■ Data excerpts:
──────────

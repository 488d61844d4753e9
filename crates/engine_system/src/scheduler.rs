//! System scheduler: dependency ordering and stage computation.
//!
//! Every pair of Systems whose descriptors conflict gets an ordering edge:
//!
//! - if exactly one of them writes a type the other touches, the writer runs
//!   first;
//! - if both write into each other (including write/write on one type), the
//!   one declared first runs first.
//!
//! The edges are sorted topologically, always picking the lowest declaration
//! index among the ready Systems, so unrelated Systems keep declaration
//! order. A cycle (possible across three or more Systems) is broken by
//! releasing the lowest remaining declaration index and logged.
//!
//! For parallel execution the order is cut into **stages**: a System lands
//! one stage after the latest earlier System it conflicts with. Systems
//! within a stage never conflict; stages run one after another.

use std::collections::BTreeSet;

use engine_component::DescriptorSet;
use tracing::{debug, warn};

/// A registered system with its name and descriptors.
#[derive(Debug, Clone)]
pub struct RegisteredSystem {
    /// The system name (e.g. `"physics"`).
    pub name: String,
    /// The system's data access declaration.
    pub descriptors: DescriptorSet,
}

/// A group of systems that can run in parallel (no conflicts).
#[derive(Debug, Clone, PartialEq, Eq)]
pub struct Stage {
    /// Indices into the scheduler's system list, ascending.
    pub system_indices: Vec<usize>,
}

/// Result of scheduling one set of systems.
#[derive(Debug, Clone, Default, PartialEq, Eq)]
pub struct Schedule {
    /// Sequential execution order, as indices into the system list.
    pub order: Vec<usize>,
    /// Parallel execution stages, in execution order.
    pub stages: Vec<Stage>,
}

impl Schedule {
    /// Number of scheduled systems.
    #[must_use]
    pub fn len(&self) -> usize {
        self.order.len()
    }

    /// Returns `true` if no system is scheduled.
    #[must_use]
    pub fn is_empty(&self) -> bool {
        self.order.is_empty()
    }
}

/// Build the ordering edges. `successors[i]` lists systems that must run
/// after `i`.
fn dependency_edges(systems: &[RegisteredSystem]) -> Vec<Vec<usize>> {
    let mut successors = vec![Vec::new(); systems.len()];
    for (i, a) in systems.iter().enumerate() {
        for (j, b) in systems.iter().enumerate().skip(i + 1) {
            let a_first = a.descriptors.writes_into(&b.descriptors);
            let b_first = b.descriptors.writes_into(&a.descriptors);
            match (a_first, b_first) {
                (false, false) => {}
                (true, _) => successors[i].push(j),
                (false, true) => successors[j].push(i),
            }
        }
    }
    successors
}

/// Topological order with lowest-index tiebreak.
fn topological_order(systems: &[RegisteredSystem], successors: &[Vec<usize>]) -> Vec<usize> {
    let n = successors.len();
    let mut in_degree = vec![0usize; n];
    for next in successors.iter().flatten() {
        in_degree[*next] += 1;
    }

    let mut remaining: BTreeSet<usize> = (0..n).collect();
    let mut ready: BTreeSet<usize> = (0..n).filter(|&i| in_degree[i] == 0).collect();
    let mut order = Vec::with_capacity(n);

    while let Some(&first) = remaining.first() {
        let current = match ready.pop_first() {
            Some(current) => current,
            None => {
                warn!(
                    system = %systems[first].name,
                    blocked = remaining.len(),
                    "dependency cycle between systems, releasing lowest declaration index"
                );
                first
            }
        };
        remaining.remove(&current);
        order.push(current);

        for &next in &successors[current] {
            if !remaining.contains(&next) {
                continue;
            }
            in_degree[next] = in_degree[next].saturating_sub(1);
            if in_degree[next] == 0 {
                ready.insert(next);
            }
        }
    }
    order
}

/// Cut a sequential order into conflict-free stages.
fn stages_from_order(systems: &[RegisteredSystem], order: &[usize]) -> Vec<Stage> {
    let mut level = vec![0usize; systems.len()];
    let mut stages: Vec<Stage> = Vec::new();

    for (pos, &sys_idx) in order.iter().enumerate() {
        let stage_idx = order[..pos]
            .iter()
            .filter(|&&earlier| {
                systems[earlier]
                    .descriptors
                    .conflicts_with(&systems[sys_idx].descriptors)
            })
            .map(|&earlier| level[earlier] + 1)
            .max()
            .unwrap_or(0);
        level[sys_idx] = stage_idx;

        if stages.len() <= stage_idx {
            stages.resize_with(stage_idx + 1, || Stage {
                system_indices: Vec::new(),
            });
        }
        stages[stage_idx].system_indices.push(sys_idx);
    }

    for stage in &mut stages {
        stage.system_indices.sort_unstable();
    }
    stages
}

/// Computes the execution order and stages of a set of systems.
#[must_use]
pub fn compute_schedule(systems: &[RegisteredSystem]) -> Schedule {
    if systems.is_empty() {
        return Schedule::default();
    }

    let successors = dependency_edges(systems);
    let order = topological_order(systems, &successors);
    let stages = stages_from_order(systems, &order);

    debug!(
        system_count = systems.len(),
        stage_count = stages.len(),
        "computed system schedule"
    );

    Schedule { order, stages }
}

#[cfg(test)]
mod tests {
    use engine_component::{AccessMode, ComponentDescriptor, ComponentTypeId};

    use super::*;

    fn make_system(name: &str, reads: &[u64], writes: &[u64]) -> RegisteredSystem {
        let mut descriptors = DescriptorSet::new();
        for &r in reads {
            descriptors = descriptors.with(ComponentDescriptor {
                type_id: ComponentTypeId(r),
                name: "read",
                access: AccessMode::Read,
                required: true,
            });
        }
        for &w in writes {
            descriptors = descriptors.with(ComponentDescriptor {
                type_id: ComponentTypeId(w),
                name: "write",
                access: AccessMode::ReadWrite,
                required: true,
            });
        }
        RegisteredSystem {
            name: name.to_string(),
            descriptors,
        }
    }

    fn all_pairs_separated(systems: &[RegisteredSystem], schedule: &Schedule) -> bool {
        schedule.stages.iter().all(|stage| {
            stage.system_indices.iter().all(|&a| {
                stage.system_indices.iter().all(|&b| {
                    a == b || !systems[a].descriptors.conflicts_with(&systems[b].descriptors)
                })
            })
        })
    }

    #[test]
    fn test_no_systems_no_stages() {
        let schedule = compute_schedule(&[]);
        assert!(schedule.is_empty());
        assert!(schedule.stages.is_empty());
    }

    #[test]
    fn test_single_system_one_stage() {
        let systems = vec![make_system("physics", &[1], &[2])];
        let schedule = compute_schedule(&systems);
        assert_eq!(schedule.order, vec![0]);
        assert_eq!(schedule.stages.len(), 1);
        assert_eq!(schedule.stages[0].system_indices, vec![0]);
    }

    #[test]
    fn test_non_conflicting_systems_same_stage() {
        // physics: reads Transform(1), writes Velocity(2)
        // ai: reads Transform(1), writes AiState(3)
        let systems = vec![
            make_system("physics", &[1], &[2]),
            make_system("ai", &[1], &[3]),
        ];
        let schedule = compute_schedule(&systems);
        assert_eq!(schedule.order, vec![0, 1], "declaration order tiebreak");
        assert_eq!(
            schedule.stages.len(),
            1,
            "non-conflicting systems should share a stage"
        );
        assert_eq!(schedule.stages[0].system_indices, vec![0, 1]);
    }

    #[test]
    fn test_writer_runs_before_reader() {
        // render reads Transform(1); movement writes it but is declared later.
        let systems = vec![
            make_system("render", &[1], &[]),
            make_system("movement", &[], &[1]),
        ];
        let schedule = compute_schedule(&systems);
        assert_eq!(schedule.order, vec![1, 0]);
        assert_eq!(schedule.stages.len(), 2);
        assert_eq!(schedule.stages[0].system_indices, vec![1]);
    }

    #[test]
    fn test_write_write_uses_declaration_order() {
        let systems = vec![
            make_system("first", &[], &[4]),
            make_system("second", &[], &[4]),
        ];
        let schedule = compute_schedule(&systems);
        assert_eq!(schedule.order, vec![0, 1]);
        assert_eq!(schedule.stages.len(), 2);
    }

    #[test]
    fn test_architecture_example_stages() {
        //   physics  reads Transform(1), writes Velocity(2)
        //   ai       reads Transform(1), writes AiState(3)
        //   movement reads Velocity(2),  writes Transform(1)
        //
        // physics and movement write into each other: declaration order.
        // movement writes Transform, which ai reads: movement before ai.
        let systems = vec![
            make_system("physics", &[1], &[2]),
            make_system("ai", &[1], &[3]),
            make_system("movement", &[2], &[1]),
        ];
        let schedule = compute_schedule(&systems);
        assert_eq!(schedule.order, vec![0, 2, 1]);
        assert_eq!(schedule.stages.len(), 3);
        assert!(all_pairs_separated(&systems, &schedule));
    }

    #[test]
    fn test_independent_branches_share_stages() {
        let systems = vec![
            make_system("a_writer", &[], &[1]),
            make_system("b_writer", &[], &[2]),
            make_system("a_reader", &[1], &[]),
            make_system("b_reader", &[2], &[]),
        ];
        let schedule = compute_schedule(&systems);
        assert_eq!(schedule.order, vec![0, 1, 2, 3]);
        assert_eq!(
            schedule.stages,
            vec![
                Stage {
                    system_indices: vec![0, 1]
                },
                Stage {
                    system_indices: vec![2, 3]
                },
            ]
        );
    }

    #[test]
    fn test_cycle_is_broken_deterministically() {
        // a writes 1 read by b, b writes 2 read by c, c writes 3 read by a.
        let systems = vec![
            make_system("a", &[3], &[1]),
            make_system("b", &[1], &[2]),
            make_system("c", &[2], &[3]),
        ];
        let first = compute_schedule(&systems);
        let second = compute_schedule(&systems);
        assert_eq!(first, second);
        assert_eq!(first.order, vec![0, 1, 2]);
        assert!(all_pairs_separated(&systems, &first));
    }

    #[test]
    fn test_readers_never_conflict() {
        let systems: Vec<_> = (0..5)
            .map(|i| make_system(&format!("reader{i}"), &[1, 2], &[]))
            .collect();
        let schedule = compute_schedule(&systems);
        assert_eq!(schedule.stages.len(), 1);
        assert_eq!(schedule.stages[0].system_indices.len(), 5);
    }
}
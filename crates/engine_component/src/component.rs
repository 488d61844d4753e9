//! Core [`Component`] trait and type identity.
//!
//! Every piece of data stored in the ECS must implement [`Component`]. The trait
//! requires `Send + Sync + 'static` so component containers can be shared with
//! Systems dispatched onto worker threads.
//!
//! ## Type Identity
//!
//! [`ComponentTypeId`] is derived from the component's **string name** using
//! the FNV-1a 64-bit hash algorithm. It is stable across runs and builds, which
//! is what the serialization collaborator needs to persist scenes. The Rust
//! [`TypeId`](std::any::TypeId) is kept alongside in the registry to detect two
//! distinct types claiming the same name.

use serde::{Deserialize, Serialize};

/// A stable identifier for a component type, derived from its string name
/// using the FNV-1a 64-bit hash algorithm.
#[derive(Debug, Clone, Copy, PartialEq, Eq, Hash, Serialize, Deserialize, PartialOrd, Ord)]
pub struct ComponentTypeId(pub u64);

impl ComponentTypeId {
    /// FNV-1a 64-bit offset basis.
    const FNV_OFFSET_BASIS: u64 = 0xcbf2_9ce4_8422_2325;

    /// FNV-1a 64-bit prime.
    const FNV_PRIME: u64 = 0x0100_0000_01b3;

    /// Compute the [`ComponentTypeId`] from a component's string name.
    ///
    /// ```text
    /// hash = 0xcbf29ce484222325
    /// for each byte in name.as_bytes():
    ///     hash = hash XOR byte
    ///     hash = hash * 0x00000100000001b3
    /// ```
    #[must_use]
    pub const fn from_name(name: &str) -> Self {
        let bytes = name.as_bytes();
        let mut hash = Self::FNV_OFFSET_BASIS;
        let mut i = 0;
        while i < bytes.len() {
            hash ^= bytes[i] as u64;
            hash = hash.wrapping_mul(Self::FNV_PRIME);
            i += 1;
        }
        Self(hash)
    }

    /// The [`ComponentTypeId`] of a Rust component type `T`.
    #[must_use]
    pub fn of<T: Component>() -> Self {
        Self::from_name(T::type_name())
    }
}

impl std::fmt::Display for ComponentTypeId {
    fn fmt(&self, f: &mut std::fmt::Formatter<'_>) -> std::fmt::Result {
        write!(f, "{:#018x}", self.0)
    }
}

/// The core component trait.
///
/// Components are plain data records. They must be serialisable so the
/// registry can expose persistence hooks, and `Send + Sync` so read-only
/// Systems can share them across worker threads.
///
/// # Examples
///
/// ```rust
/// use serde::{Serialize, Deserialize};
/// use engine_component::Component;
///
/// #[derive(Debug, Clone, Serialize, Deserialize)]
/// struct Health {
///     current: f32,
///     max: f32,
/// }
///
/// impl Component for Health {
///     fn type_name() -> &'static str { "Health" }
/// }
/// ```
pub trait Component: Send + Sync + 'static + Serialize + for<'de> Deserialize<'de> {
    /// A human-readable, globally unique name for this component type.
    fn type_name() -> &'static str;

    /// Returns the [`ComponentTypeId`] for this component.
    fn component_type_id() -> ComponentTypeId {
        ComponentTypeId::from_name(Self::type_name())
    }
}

──────────

Once you have found every line above holding the word "execution", copy those lines.

//! For parallel execution the order is cut into **stages**: a System lands
    /// Sequential execution order, as indices into the system list.
    /// Parallel execution stages, in execution order.
/// Computes the execution order and stages of a set of systems.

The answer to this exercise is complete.